EXERCISE OBJECTIVE -> Every line of the records that holds the word "Unknown" should be copied out.

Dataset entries
use chrono::{DateTime, Utc};
use serde::{Deserialize, Serialize};
use std::collections::BTreeMap;
use std::fmt;
use std::fs::Metadata;
use std::path::{Path, PathBuf};
use std::time::SystemTime;

use crate::format::format_bytes;

const SECONDS_PER_DAY: f64 = 86_400.0;

/// Snapshot of one file taken at scan time.
#[derive(Debug, Clone, Serialize, Deserialize, PartialEq)]
pub struct FileRecord {
    pub path: PathBuf,
    pub name: String,
    /// Lowercased, with the leading dot (`.tmp`); empty when the file has none.
    pub extension: String,
    pub size: u64,
    pub created: Option<DateTime<Utc>>,
    pub modified: DateTime<Utc>,
    pub accessed: Option<DateTime<Utc>>,
    pub parent_dir: PathBuf,
    pub is_hidden: bool,
}

impl FileRecord {
    pub fn from_metadata(path: &Path, metadata: &Metadata) -> Option<Self> {
        let modified = metadata.modified().ok()?;
        let name = path.file_name()?.to_string_lossy().into_owned();
        Some(Self {
            path: path.to_path_buf(),
            extension: extension_of(path),
            is_hidden: is_hidden(path, metadata),
            name,
            size: metadata.len(),
            created: metadata.created().ok().map(DateTime::<Utc>::from),
            modified: DateTime::<Utc>::from(modified),
            accessed: metadata.accessed().ok().map(DateTime::<Utc>::from),
            parent_dir: path.parent().map(Path::to_path_buf).unwrap_or_default(),
        })
    }

    /// Stats `path` (without following a final symlink) and builds a record.
    pub fn from_path(path: &Path) -> std::io::Result<Self> {
        let metadata = std::fs::symlink_metadata(path)?;
        Self::from_metadata(path, &metadata).ok_or_else(|| {
            std::io::Error::new(
                std::io::ErrorKind::InvalidData,
                format!("incomplete metadata for {}", path.display()),
            )
        })
    }

    pub fn age_days(&self) -> f64 {
        self.age_days_at(Utc::now())
    }

    pub fn age_days_at(&self, now: DateTime<Utc>) -> f64 {
        now.signed_duration_since(self.modified).num_milliseconds() as f64
            / 1000.0
            / SECONDS_PER_DAY
    }

    pub fn modified_system_time(&self) -> SystemTime {
        SystemTime::from(self.modified)
    }
}

pub(crate) fn extension_of(path: &Path) -> String {
    path.extension()
        .and_then(|ext| ext.to_str())
        .map(|ext| format!(".{}", ext.to_lowercase()))
        .unwrap_or_default()
}

#[cfg(windows)]
fn is_hidden(_path: &Path, metadata: &Metadata) -> bool {
    use std::os::windows::fs::MetadataExt;
    const FILE_ATTRIBUTE_HIDDEN: u32 = 0x2;
    metadata.file_attributes() & FILE_ATTRIBUTE_HIDDEN != 0
}

#[cfg(not(windows))]
fn is_hidden(path: &Path, _metadata: &Metadata) -> bool {
    path.file_name()
        .and_then(|name| name.to_str())
        .map(|name| name.starts_with('.'))
        .unwrap_or(false)
}

pub(crate) fn is_hidden_entry(path: &Path, metadata: &Metadata) -> bool {
    is_hidden(path, metadata)
}

#[derive(Debug, Clone, Copy, PartialEq, Eq, Hash, PartialOrd, Ord, Serialize, Deserialize)]
#[serde(rename_all = "snake_case")]
pub enum Category {
    SafeToDelete,
    PotentiallyDangerous,
    CriticalSystem,
    UserData,
    Cache,
    Temp,
    Log,
    Backup,
    /// Classification could not be completed.
    Unknown,
}

impl Category {
    pub const fn label(&self) -> &'static str {
        match self {
            Category::SafeToDelete => "safe_to_delete",
            Category::PotentiallyDangerous => "potentially_dangerous",
            Category::CriticalSystem => "critical_system",
            Category::UserData => "user_data",
            Category::Cache => "cache",
            Category::Temp => "temp",
            Category::Log => "log",
            Category::Backup => "backup",
            Category::Unknown => "unknown",
        }
    }
}

/// Category labels a general clean selects when the caller names none.
pub const DEFAULT_GENERAL_CLEAN: [&str; 4] = [
    Category::SafeToDelete.label(),
    Category::Temp.label(),
    Category::Cache.label(),
    Category::Log.label(),
];

impl fmt::Display for Category {
    fn fmt(&self, f: &mut fmt::Formatter<'_>) -> fmt::Result {
        f.write_str(self.label())
    }
}

/// Ordered confidence that deleting a file is harmless. Lower is safer.
#[derive(Debug, Clone, Copy, PartialEq, Eq, Hash, PartialOrd, Ord, Serialize, Deserialize)]
#[serde(rename_all = "snake_case")]
pub enum SafetyLevel {
    VerySafe = 1,
    Safe = 2,
    Moderate = 3,
    Risky = 4,
    Dangerous = 5,
}

impl SafetyLevel {
    pub fn value(self) -> u8 {
        self as u8
    }

    pub fn is_cleanable(self) -> bool {
        self <= SafetyLevel::Safe
    }
}

#[derive(Debug, Clone, Copy, PartialEq, Eq, Serialize, Deserialize)]
pub struct Classification {
    pub category: Category,
    pub safety: SafetyLevel,
}

impl Classification {
    pub const fn new(category: Category, safety: SafetyLevel) -> Self {
        Self { category, safety }
    }

    pub const fn unreadable() -> Self {
        Self::new(Category::UserData, SafetyLevel::Risky)
    }

    pub const fn failed() -> Self {
        Self::new(Category::Unknown, SafetyLevel::Dangerous)
    }

    pub fn is_cleanable(&self) -> bool {
        self.safety.is_cleanable()
    }

    /// Raises an otherwise unremarkable verdict to `category`/Safe for files found in a
    /// location whose contents are disposable. Critical and risky verdicts are kept.
    pub fn with_location_hint(self, category: Category) -> Self {
        match self.category {
            Category::CriticalSystem | Category::PotentiallyDangerous | Category::Unknown => self,
            _ if self.safety > SafetyLevel::Moderate => self,
            _ if self.safety.is_cleanable() => self,
            _ => Self::new(category, SafetyLevel::Safe),
        }
    }
}

/// A scanned file together with the verdict it was given.
#[derive(Debug, Clone, Serialize, Deserialize)]
pub struct ScannedFile {
    pub record: FileRecord,
    pub classification: Classification,
    pub cleanable: bool,
}

impl ScannedFile {
    pub fn new(record: FileRecord, classification: Classification) -> Self {
        Self {
            cleanable: classification.is_cleanable(),
            record,
            classification,
        }
    }

    pub fn path(&self) -> &Path {
        &self.record.path
    }
}

/// Output of every per-category scan entrypoint.
#[derive(Debug, Clone, Default, Serialize, Deserialize)]
pub struct CategorizedScan {
    pub operation_id: String,
    pub categories: BTreeMap<String, Vec<ScannedFile>>,
}

impl CategorizedScan {
    pub fn new(operation_id: impl Into<String>) -> Self {
        Self {
            operation_id: operation_id.into(),
            categories: BTreeMap::new(),
        }
    }

    pub fn with_labels(operation_id: impl Into<String>, labels: &[&str]) -> Self {
        let mut scan = Self::new(operation_id);
        for label in labels {
            scan.categories.insert((*label).to_string(), Vec::new());
        }
        scan
    }

    pub fn push(&mut self, label: &str, file: ScannedFile) {
        self.categories.entry(label.to_string()).or_default().push(file);
    }

    pub fn files(&self, label: &str) -> &[ScannedFile] {
        self.categories.get(label).map(Vec::as_slice).unwrap_or(&[])
    }

    pub fn counts(&self) -> BTreeMap<String, usize> {
        self.categories
            .iter()
            .map(|(label, files)| (label.clone(), files.len()))
            .collect()
    }

    pub fn total_files(&self) -> usize {
        self.categories.values().map(Vec::len).sum()
    }

    pub fn total_size(&self) -> u64 {
        self.categories
            .values()
            .flat_map(|files| files.iter())
            .map(|file| file.record.size)
            .sum()
    }

    pub fn size_analysis(&self) -> BTreeMap<String, SizeSummary> {
        self.categories
            .iter()
            .map(|(label, files)| {
                let total: u64 = files.iter().map(|f| f.record.size).sum();
                (
                    label.clone(),
                    SizeSummary {
                        file_count: files.len(),
                        total_size_bytes: total,
                        total_size_formatted: format_bytes(total),
                    },
                )
            })
            .collect()
    }

    /// Collects the files of the given labels, in label order.
    pub fn select(&self, labels: &[&str]) -> Vec<ScannedFile> {
        labels
            .iter()
            .flat_map(|label| self.files(label).iter().cloned())
            .collect()
    }
}

#[derive(Debug, Clone, Serialize, Deserialize, PartialEq)]
pub struct SizeSummary {
    pub file_count: usize,
    pub total_size_bytes: u64,
    pub total_size_formatted: String,
}

#[derive(Debug, Clone, Serialize, Deserialize, PartialEq)]
pub struct FailedItem {
    pub path: PathBuf,
    pub reason: String,
}

impl FailedItem {
    pub fn new(path: impl Into<PathBuf>, reason: impl fmt::Display) -> Self {
        Self {
            path: path.into(),
            reason: reason.to_string(),
        }
    }
}

/// Counts returned by every clean entrypoint.
#[derive(Debug, Clone, Default, Serialize, Deserialize)]
pub struct CleanResult {
    pub operation_id: String,
    pub files_deleted: usize,
    pub files_truncated: usize,
    pub bytes_freed: u64,
    pub failed_deletions: Vec<FailedItem>,
    pub directories_removed: usize,
    pub backup: Option<PathBuf>,
    pub warnings: Vec<String>,
    pub cancelled: bool,
    pub dry_run: bool,
}

impl CleanResult {
    pub fn succeeded(&self) -> usize {
        self.files_deleted + self.files_truncated
    }

    pub fn bytes_freed_formatted(&self) -> String {
        format_bytes(self.bytes_freed)
    }
}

ANSWER AREA ->
    Unknown,
            Category::Unknown => "unknown",
        Self::new(Category::Unknown, SafetyLevel::Dangerous)
            Category::CriticalSystem | Category::PotentiallyDangerous | Category::Unknown => self,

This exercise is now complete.